Saved entries
BEGIN

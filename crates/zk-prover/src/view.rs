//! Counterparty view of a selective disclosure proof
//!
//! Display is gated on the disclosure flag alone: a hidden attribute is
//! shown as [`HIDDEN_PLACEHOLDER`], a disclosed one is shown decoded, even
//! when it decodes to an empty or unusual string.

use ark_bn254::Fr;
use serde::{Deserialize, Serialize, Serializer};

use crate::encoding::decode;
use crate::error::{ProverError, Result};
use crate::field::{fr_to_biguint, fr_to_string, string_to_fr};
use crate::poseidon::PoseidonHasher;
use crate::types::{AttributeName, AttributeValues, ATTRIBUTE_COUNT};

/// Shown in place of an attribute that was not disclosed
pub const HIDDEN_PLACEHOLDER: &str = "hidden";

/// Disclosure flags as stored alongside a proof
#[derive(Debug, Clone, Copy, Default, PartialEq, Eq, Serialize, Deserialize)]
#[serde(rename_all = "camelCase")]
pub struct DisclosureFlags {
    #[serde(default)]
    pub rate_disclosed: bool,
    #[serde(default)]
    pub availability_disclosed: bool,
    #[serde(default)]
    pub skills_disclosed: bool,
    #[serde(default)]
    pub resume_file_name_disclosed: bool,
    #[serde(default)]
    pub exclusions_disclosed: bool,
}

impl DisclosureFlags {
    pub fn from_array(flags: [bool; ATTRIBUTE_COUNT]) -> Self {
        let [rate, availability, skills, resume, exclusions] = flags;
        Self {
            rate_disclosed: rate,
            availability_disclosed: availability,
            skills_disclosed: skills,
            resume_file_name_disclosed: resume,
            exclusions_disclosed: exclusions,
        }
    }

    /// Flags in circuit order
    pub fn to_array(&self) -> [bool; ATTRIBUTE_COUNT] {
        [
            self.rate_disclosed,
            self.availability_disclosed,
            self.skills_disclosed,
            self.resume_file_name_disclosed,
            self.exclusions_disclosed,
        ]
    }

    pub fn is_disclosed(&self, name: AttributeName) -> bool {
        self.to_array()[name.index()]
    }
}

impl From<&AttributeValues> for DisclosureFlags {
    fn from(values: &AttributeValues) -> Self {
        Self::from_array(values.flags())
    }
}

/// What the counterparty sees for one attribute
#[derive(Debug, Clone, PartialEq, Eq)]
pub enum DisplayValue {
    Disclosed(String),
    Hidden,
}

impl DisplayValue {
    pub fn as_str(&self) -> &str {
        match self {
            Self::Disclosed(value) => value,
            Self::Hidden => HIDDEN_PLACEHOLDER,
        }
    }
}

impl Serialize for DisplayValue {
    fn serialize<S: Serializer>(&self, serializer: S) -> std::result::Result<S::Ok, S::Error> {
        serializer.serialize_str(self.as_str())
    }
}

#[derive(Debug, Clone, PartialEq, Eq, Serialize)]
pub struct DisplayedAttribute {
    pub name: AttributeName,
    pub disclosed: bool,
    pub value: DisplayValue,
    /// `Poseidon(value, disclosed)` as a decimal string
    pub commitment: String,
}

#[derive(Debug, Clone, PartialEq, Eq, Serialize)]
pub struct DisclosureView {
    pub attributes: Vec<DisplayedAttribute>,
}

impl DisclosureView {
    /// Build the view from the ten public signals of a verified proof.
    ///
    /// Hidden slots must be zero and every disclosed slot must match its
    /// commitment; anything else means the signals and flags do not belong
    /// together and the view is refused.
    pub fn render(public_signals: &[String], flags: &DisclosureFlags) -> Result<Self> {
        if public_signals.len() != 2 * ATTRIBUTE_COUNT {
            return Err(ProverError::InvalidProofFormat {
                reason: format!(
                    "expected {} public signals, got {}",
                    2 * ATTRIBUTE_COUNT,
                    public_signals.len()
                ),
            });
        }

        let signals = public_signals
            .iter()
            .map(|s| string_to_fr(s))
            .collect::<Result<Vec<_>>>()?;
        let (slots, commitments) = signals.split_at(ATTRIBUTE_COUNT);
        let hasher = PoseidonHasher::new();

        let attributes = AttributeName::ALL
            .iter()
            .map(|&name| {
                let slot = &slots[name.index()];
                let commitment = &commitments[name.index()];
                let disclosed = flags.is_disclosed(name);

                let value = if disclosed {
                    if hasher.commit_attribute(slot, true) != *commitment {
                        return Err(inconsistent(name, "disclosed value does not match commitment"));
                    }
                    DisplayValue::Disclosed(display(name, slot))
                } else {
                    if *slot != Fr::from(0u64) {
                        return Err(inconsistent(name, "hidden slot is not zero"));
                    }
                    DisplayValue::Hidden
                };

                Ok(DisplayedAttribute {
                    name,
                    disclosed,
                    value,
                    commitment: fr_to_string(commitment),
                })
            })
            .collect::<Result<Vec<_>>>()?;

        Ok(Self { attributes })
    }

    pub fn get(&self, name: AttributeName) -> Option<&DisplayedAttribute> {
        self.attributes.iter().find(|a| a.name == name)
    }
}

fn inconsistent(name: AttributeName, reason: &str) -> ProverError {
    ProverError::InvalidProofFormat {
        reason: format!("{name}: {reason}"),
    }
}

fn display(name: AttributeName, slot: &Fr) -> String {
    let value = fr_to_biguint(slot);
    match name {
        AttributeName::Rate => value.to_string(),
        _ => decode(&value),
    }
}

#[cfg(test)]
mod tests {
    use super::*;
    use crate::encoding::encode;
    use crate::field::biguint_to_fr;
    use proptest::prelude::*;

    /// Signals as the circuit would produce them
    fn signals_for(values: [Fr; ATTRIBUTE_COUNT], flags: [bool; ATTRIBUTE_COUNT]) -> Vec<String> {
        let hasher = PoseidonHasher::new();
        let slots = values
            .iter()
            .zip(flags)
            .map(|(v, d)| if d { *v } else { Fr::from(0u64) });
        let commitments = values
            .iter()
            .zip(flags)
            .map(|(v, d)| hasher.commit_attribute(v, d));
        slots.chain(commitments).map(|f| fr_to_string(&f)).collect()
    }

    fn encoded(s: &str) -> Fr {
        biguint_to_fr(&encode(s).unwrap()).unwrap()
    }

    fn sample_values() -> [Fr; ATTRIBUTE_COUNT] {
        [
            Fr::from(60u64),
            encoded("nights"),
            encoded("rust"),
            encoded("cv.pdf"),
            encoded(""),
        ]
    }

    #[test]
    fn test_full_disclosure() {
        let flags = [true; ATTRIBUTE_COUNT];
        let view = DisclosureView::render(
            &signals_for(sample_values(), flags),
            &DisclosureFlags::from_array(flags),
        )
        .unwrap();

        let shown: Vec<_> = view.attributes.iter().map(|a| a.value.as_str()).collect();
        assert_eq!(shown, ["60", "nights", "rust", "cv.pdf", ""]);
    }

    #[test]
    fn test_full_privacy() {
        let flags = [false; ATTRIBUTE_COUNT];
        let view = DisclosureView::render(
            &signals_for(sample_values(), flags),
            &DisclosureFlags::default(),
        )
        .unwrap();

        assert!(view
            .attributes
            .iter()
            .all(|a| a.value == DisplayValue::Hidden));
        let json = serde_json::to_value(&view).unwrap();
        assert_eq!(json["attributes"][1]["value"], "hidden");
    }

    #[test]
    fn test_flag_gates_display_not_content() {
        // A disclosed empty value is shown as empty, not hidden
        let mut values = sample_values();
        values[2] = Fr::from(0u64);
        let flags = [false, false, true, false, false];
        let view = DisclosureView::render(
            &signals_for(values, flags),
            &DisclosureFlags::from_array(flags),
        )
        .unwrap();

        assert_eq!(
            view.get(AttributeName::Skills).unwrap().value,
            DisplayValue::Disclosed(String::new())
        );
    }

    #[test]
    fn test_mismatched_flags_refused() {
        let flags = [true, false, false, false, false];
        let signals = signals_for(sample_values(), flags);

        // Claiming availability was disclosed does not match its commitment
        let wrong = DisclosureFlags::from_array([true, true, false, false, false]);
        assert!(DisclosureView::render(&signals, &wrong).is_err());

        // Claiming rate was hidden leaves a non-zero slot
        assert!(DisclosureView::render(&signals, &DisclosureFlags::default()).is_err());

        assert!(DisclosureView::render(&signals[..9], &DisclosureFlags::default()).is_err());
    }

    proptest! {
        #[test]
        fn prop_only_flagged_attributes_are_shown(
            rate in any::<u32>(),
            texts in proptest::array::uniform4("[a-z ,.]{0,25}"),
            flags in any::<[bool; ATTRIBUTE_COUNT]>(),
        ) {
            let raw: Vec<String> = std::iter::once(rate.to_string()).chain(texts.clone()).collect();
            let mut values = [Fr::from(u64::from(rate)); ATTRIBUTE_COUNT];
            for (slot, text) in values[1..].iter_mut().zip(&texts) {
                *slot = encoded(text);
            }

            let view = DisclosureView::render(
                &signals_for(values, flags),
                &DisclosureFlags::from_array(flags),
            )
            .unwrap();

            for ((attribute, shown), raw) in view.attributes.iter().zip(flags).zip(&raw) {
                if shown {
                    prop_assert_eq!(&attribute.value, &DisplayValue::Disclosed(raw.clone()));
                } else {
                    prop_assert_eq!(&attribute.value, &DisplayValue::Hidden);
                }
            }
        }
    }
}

END

Task to carry out: Please copy out each line in the entries that mentions the string "empty".

Answer:
//! when it decodes to an empty or unusual string.
        // A disclosed empty value is shown as empty, not hidden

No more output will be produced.